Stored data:
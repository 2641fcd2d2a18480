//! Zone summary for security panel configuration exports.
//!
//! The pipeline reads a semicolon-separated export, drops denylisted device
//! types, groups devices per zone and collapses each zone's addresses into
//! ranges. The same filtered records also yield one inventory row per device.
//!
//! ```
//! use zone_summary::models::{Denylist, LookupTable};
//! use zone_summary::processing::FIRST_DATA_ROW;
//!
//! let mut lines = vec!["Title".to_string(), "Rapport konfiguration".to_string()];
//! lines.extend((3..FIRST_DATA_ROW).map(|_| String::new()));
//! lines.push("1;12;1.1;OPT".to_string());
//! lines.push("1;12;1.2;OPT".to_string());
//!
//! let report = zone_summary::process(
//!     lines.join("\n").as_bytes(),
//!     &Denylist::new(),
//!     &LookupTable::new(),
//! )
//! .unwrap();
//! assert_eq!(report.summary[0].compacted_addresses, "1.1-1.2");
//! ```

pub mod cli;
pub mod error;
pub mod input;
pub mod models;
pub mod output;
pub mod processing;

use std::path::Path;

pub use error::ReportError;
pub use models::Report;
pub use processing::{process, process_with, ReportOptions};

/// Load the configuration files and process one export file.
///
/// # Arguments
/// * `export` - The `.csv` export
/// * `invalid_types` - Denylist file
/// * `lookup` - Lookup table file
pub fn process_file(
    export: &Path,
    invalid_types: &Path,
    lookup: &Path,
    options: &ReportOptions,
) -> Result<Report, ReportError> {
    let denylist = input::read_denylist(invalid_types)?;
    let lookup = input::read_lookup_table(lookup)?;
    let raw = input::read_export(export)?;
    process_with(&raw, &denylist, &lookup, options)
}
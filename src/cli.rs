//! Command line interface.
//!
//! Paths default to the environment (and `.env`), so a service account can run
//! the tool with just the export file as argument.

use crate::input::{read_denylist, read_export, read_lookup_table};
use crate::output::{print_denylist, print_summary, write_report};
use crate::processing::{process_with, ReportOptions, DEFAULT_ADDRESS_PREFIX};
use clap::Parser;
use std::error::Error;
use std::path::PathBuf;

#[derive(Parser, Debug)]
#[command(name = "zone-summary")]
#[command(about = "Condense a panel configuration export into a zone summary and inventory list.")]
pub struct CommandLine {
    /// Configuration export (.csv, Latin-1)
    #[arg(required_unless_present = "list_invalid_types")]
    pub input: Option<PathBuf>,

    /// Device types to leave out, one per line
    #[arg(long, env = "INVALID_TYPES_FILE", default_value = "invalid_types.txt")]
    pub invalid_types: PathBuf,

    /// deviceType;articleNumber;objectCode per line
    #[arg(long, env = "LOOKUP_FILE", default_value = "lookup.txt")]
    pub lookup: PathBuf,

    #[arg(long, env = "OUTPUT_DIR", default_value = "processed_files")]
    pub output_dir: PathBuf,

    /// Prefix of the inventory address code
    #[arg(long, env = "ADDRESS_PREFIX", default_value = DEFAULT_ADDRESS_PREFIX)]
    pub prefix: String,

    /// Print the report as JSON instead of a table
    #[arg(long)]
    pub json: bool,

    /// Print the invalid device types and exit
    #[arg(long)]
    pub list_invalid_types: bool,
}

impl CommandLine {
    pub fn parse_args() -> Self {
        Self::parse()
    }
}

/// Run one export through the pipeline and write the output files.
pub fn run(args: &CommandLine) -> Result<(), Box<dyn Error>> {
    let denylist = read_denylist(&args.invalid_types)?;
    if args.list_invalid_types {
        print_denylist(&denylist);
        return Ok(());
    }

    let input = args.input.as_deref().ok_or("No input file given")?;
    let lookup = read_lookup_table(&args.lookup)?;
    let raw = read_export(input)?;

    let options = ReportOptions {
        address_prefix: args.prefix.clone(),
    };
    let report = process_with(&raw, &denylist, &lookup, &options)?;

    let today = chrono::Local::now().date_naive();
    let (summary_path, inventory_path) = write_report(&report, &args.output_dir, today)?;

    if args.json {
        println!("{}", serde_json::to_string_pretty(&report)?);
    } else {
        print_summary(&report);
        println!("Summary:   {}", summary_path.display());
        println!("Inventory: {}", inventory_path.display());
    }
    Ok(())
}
==
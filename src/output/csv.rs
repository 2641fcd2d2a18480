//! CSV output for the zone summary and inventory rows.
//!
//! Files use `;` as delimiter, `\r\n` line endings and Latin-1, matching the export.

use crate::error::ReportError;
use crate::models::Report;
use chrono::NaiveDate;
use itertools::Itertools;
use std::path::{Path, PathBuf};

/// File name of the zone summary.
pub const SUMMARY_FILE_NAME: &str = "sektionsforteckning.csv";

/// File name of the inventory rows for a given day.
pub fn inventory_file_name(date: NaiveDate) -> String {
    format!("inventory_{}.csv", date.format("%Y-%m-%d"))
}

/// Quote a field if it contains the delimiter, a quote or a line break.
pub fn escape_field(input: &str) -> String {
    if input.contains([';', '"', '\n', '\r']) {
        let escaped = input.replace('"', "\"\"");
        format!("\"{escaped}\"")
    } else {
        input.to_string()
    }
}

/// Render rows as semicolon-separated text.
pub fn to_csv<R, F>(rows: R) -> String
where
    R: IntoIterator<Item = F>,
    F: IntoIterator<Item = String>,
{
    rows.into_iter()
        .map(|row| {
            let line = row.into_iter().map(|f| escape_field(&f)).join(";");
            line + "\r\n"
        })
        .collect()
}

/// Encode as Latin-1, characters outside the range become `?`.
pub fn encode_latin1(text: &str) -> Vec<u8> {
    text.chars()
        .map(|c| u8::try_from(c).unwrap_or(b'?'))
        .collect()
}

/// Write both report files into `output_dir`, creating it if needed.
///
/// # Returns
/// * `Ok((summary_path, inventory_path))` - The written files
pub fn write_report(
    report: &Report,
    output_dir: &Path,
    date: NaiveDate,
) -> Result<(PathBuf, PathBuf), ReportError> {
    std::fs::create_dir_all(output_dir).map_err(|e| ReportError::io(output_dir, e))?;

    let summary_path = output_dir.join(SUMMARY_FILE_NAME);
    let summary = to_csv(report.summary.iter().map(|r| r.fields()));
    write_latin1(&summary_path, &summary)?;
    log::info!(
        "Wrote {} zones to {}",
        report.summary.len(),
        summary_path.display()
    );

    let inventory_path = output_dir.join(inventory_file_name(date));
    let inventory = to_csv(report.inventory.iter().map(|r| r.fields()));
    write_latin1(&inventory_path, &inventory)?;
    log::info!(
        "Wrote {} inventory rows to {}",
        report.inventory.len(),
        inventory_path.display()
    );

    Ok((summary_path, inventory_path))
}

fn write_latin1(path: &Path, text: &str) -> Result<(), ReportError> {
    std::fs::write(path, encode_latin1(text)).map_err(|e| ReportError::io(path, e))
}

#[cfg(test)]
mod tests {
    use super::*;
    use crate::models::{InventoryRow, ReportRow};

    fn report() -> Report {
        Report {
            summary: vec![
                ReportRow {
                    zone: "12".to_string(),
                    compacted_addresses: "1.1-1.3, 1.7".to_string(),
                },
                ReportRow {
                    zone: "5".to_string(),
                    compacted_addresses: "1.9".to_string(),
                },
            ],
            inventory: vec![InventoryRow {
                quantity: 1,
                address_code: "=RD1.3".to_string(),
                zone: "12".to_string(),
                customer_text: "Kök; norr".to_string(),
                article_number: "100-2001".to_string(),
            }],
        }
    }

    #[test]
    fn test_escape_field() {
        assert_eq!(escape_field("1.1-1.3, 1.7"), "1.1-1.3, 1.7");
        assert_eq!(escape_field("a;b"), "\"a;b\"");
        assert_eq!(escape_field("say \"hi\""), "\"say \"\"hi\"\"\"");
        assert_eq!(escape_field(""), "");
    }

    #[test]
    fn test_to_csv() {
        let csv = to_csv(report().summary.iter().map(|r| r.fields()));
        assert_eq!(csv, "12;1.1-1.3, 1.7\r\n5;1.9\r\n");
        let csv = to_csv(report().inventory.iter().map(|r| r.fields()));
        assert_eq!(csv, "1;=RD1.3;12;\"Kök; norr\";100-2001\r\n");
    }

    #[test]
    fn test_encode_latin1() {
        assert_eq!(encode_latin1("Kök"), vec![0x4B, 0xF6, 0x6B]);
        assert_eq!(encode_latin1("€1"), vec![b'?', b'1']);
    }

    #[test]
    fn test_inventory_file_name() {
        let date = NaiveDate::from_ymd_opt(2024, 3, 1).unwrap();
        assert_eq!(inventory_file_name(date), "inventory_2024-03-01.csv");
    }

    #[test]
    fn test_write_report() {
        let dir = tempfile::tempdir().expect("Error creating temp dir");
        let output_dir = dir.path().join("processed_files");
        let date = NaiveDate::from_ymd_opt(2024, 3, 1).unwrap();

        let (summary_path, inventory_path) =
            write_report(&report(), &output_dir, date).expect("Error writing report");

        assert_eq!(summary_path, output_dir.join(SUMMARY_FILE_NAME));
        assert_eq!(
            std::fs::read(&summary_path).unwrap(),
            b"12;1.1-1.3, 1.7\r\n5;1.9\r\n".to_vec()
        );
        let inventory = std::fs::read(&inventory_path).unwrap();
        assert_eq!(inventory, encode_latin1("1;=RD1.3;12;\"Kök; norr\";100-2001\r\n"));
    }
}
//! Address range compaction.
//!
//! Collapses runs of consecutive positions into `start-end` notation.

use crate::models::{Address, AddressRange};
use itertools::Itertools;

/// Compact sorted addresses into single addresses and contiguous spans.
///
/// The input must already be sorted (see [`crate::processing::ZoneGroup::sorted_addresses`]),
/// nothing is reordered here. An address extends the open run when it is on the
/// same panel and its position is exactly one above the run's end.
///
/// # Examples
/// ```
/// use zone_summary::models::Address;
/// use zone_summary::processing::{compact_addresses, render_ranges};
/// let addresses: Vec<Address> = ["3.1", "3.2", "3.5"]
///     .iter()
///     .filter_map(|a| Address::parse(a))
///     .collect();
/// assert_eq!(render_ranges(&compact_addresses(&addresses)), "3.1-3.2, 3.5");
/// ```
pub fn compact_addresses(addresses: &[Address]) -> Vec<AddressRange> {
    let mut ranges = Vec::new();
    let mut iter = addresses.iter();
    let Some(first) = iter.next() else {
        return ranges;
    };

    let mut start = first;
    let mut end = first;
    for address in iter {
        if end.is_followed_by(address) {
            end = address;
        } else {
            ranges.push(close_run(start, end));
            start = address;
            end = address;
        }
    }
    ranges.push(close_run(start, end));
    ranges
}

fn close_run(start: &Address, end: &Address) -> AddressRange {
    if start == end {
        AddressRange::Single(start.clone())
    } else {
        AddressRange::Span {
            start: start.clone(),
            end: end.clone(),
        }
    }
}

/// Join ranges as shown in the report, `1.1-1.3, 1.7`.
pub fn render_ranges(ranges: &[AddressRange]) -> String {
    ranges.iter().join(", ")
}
...
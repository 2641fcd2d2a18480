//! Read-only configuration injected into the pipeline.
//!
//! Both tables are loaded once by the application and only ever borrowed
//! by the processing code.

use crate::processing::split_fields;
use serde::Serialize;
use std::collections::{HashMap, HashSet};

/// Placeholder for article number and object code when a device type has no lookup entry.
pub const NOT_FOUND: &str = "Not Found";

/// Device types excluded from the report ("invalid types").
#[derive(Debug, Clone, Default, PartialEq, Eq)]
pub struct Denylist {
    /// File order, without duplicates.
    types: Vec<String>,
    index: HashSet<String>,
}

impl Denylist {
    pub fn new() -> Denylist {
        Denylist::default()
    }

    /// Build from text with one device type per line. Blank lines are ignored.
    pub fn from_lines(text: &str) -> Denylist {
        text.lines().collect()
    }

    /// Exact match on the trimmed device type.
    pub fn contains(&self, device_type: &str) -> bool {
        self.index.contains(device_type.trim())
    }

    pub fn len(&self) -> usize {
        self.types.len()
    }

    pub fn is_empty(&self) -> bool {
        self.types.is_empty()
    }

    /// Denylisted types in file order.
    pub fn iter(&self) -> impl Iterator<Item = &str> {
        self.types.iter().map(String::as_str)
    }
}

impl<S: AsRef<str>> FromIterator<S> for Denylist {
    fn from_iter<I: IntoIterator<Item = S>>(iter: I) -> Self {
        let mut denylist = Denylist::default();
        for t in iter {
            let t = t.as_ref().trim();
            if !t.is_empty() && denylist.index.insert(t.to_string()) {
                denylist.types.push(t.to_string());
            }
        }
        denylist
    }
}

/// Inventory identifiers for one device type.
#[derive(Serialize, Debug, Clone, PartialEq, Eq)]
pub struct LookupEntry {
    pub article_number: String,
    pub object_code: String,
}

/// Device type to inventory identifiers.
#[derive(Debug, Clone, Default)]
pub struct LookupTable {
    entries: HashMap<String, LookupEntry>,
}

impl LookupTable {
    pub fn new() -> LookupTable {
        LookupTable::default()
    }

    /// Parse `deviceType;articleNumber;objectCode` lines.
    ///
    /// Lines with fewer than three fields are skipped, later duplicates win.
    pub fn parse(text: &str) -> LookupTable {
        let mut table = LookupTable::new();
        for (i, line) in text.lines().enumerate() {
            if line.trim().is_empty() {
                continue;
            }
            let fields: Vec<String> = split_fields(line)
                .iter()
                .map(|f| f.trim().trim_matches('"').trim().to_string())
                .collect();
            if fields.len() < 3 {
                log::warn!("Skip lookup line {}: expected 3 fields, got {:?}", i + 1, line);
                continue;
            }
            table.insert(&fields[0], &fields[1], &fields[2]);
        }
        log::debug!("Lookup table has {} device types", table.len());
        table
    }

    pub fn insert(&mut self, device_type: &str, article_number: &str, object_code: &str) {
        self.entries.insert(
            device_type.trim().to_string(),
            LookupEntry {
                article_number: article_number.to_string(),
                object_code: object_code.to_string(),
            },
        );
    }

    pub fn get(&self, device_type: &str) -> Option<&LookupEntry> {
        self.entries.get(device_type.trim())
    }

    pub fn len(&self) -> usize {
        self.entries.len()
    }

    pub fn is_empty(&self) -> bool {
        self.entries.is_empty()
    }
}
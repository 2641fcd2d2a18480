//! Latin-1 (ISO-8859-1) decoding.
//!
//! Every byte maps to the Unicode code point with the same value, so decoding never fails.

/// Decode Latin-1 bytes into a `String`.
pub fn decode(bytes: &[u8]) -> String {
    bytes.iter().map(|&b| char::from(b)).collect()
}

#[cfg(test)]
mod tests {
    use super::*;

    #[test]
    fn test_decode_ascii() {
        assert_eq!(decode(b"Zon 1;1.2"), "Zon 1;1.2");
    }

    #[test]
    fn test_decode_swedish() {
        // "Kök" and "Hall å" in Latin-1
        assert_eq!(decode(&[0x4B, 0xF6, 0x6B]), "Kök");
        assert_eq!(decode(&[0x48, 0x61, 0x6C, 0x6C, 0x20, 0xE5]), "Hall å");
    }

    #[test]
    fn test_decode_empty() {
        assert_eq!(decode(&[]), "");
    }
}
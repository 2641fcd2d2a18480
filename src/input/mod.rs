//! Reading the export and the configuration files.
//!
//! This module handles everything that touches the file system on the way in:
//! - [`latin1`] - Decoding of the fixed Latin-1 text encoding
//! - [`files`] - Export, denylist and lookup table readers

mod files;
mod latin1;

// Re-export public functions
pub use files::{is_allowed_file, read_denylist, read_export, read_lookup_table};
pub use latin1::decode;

WHAT IS NEEDED.
In the records above, some lines may contain the word "struct"; copy every one of them.

YOUR RESPONSE.
pub struct CommandLine {
pub struct Denylist {
pub struct LookupEntry {
pub struct LookupTable {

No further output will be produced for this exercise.